Monday, June 14, 2010

How do experienced learners learn?


Experienced people aren't necessarily smarter. Those of us who spend time around younger people know those minds are much faster and more creative than ours. The peak age for creativity in mathematics is 23-25. After that, it's all downhill for most mathematicians.

So what's the point of having experience, if your brains don't work so good no more? You spend less time observing, thinking about, considering, weighing all the stuff that's Just Not Going To Work. Every breakthrough requires the rejection of tons of unworkable alternatives. Experience teaches us to recognize those more quickly, saving time.

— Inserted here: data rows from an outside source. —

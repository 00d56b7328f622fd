//! Selector model
//!
//! A [`Selector`] is an ordered list of fallback predicates plus a pick
//! policy. Its canonical text form (see [`std::fmt::Display`]) parses back to
//! an identical value, which is what scripts and AI payloads carry.

use serde::{de, Deserialize, Deserializer, Serialize, Serializer};
use std::fmt;
use std::str::FromStr;

use crate::errors::SelectorParseError;
use crate::parser;

/// How visible text is compared
#[derive(Debug, Clone, Copy, PartialEq, Eq, Hash)]
pub enum TextMatch {
    /// Whole trimmed text equals the value (`text=`)
    Exact,
    /// Case-insensitive substring (`text~=`)
    Contains,
    /// Case-insensitive prefix (`text^=`)
    Prefix,
}

impl TextMatch {
    pub fn operator(&self) -> &'static str {
        match self {
            TextMatch::Exact => "=",
            TextMatch::Contains => "~=",
            TextMatch::Prefix => "^=",
        }
    }
}

/// Geometric relation to an anchor element
#[derive(Debug, Clone, Copy, PartialEq, Eq, Hash)]
pub enum Relation {
    Below,
    Above,
    LeftOf,
    RightOf,
    Near,
}

impl Relation {
    pub fn name(&self) -> &'static str {
        match self {
            Relation::Below => "below",
            Relation::Above => "above",
            Relation::LeftOf => "left_of",
            Relation::RightOf => "right_of",
            Relation::Near => "near",
        }
    }

    pub fn from_name(name: &str) -> Option<Self> {
        match name {
            "below" => Some(Relation::Below),
            "above" => Some(Relation::Above),
            "left_of" => Some(Relation::LeftOf),
            "right_of" => Some(Relation::RightOf),
            "near" => Some(Relation::Near),
            _ => None,
        }
    }
}

/// Composable element predicate
#[derive(Debug, Clone, PartialEq, Eq, Hash)]
pub enum Predicate {
    /// Stable element identifier
    Id(String),
    /// Role/type, compared case-insensitively
    Role(String),
    /// Visible text
    Text { value: String, mode: TextMatch },
    Enabled(bool),
    Visible(bool),
    /// Element has at least one descendant matching the inner predicate
    Has(Box<Predicate>),
    /// Element stands in `relation` to the first element matching `anchor`
    Relative {
        relation: Relation,
        anchor: Box<Predicate>,
    },
    /// All predicates hold
    And(Vec<Predicate>),
    /// `target` matches and some ancestor matches `ancestor`
    Descendant {
        ancestor: Box<Predicate>,
        target: Box<Predicate>,
    },
}

impl Predicate {
    pub fn id(value: impl Into<String>) -> Self {
        Predicate::Id(value.into())
    }

    pub fn role(value: impl Into<String>) -> Self {
        Predicate::Role(value.into())
    }

    pub fn text(value: impl Into<String>) -> Self {
        Predicate::Text {
            value: value.into(),
            mode: TextMatch::Exact,
        }
    }

    pub fn text_contains(value: impl Into<String>) -> Self {
        Predicate::Text {
            value: value.into(),
            mode: TextMatch::Contains,
        }
    }

    pub fn and(self, other: Predicate) -> Self {
        match self {
            Predicate::And(mut items) => {
                items.push(other);
                Predicate::And(items)
            }
            first => Predicate::And(vec![first, other]),
        }
    }

    pub fn inside(self, ancestor: Predicate) -> Self {
        Predicate::Descendant {
            ancestor: Box::new(ancestor),
            target: Box::new(self),
        }
    }

    /// True when the predicate names the element itself by id, role or text,
    /// ignoring anything reachable only through a relation.
    pub fn is_anchored(&self) -> bool {
        match self {
            Predicate::Id(_) | Predicate::Role(_) | Predicate::Text { .. } => true,
            Predicate::Enabled(_) | Predicate::Visible(_) => false,
            Predicate::Has(_) | Predicate::Relative { .. } => false,
            Predicate::And(items) => items.iter().any(Predicate::is_anchored),
            Predicate::Descendant { target, .. } => target.is_anchored(),
        }
    }

    fn map_values<F>(&self, f: &F) -> Predicate
    where
        F: Fn(&str) -> String,
    {
        match self {
            Predicate::Id(v) => Predicate::Id(f(v)),
            Predicate::Role(v) => Predicate::Role(f(v)),
            Predicate::Text { value, mode } => Predicate::Text {
                value: f(value),
                mode: *mode,
            },
            Predicate::Enabled(b) => Predicate::Enabled(*b),
            Predicate::Visible(b) => Predicate::Visible(*b),
            Predicate::Has(inner) => Predicate::Has(Box::new(inner.map_values(f))),
            Predicate::Relative { relation, anchor } => Predicate::Relative {
                relation: *relation,
                anchor: Box::new(anchor.map_values(f)),
            },
            Predicate::And(items) => Predicate::And(items.iter().map(|p| p.map_values(f)).collect()),
            Predicate::Descendant { ancestor, target } => Predicate::Descendant {
                ancestor: Box::new(ancestor.map_values(f)),
                target: Box::new(target.map_values(f)),
            },
        }
    }

    fn visit_values<F>(&self, f: &mut F)
    where
        F: FnMut(&str),
    {
        match self {
            Predicate::Id(v) | Predicate::Role(v) => f(v),
            Predicate::Text { value, .. } => f(value),
            Predicate::Enabled(_) | Predicate::Visible(_) => {}
            Predicate::Has(inner) => inner.visit_values(f),
            Predicate::Relative { anchor, .. } => anchor.visit_values(f),
            Predicate::And(items) => items.iter().for_each(|p| p.visit_values(f)),
            Predicate::Descendant { ancestor, target } => {
                ancestor.visit_values(f);
                target.visit_values(f);
            }
        }
    }
}

/// Disambiguation policy applied to the matches of one alternative
#[derive(Debug, Clone, Copy, PartialEq, Eq, Hash, Default)]
pub enum Pick {
    /// Keep every match; single-target actions treat >1 as ambiguous
    #[default]
    Unique,
    First,
    Last,
    /// 0-based index in document order
    Nth(usize),
}

/// Whether a selector survives layout changes
#[derive(Debug, Clone, Copy, PartialEq, Eq)]
pub enum SelectorStability {
    /// Every alternative names the element by id, role or text
    Stable,
    /// Some alternative depends only on position or index
    Positional,
}

/// Declarative element selector with ordered fallbacks
#[derive(Debug, Clone, PartialEq, Eq, Hash)]
pub struct Selector {
    /// Primary predicate first, then fallbacks in the order they are tried
    pub alternatives: Vec<Predicate>,
    pub pick: Pick,
}

impl Selector {
    pub fn new(primary: Predicate) -> Self {
        Self {
            alternatives: vec![primary],
            pick: Pick::Unique,
        }
    }

    /// Parse the canonical text form
    pub fn parse(input: &str) -> Result<Self, SelectorParseError> {
        parser::parse_selector(input)
    }

    pub fn with_fallback(mut self, fallback: Predicate) -> Self {
        self.alternatives.push(fallback);
        self
    }

    pub fn with_pick(mut self, pick: Pick) -> Self {
        self.pick = pick;
        self
    }

    pub fn primary(&self) -> Option<&Predicate> {
        self.alternatives.first()
    }

    pub fn stability(&self) -> SelectorStability {
        let positional = matches!(self.pick, Pick::Nth(_))
            || self.alternatives.iter().any(|alt| !alt.is_anchored());
        if positional {
            SelectorStability::Positional
        } else {
            SelectorStability::Stable
        }
    }

    /// Rewrite every string value, e.g. to substitute script variables
    pub fn map_values<F>(&self, f: F) -> Selector
    where
        F: Fn(&str) -> String,
    {
        Selector {
            alternatives: self.alternatives.iter().map(|p| p.map_values(&f)).collect(),
            pick: self.pick,
        }
    }

    /// Visit every string value in declaration order
    pub fn visit_values<F>(&self, mut f: F)
    where
        F: FnMut(&str),
    {
        for alt in &self.alternatives {
            alt.visit_values(&mut f);
        }
    }
}

impl FromStr for Selector {
    type Err = SelectorParseError;

    fn from_str(s: &str) -> Result<Self, Self::Err> {
        Selector::parse(s)
    }
}

impl fmt::Display for Selector {
    fn fmt(&self, f: &mut fmt::Formatter<'_>) -> fmt::Result {
        for (i, alt) in self.alternatives.iter().enumerate() {
            if i > 0 {
                f.write_str(" || ")?;
            }
            write!(f, "{alt}")?;
        }
        match self.pick {
            Pick::Unique => Ok(()),
            Pick::First => f.write_str(" @first"),
            Pick::Last => f.write_str(" @last"),
            Pick::Nth(n) => write!(f, " @nth={n}"),
        }
    }
}

impl fmt::Display for Predicate {
    fn fmt(&self, f: &mut fmt::Formatter<'_>) -> fmt::Result {
        match self {
            Predicate::Id(v) => write!(f, "id={}", Value(v)),
            Predicate::Role(v) => write!(f, "role={}", Value(v)),
            Predicate::Text { value, mode } => write!(f, "text{}{}", mode.operator(), Value(value)),
            Predicate::Enabled(b) => write!(f, "enabled={b}"),
            Predicate::Visible(b) => write!(f, "visible={b}"),
            Predicate::Has(inner) => write!(f, "has({inner})"),
            Predicate::Relative { relation, anchor } => write!(f, "{}({anchor})", relation.name()),
            Predicate::And(items) => {
                for (i, item) in items.iter().enumerate() {
                    if i > 0 {
                        f.write_str(" && ")?;
                    }
                    match item {
                        Predicate::And(_) | Predicate::Descendant { .. } => write!(f, "({item})")?,
                        _ => write!(f, "{item}")?,
                    }
                }
                Ok(())
            }
            Predicate::Descendant { ancestor, target } => {
                write!(f, "{ancestor} >> ")?;
                match target.as_ref() {
                    Predicate::Descendant { .. } => write!(f, "({target})"),
                    _ => write!(f, "{target}"),
                }
            }
        }
    }
}

/// Attribute value, quoted only when it is not a bare word
struct Value<'a>(&'a str);

impl fmt::Display for Value<'_> {
    fn fmt(&self, f: &mut fmt::Formatter<'_>) -> fmt::Result {
        let bare = !self.0.is_empty()
            && self.0.chars().all(parser::is_bare_char)
            && self.0 != "true"
            && self.0 != "false";
        if bare {
            return f.write_str(self.0);
        }
        f.write_str("\"")?;
        for c in self.0.chars() {
            match c {
                '"' => f.write_str("\\\"")?,
                '\\' => f.write_str("\\\\")?,
                other => write!(f, "{other}")?,
            }
        }
        f.write_str("\"")
    }
}

impl Serialize for Selector {
    fn serialize<S: Serializer>(&self, serializer: S) -> Result<S::Ok, S::Error> {
        serializer.serialize_str(&self.to_string())
    }
}

impl<'de> Deserialize<'de> for Selector {
    fn deserialize<D: Deserializer<'de>>(deserializer: D) -> Result<Self, D::Error> {
        let raw = String::deserialize(deserializer)?;
        Selector::parse(&raw).map_err(de::Error::custom)
    }
}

There's a brief Scientific American piece here describing an effort to quantify this in geology, by using eye-tracking technology to see what experienced geologists look at. By definition, that also means skipping over the stuff that's not worth looking at. The hope is that this will permit young people to become experts without experience.

Of course, there's a trap here. Many important possibilities are overlooked by older experts because of the It's Never Been Done syndrome or We Don't Do That or Everybody Knows That..., all symptoms of inherited and unexamined assumptions. Often younger people in a field leap ahead by going back and re-examining those brain-dead assumptions.

So it will be interesting to see just how useful and effective this attempt to describe and record the result of experience in a particular field will be.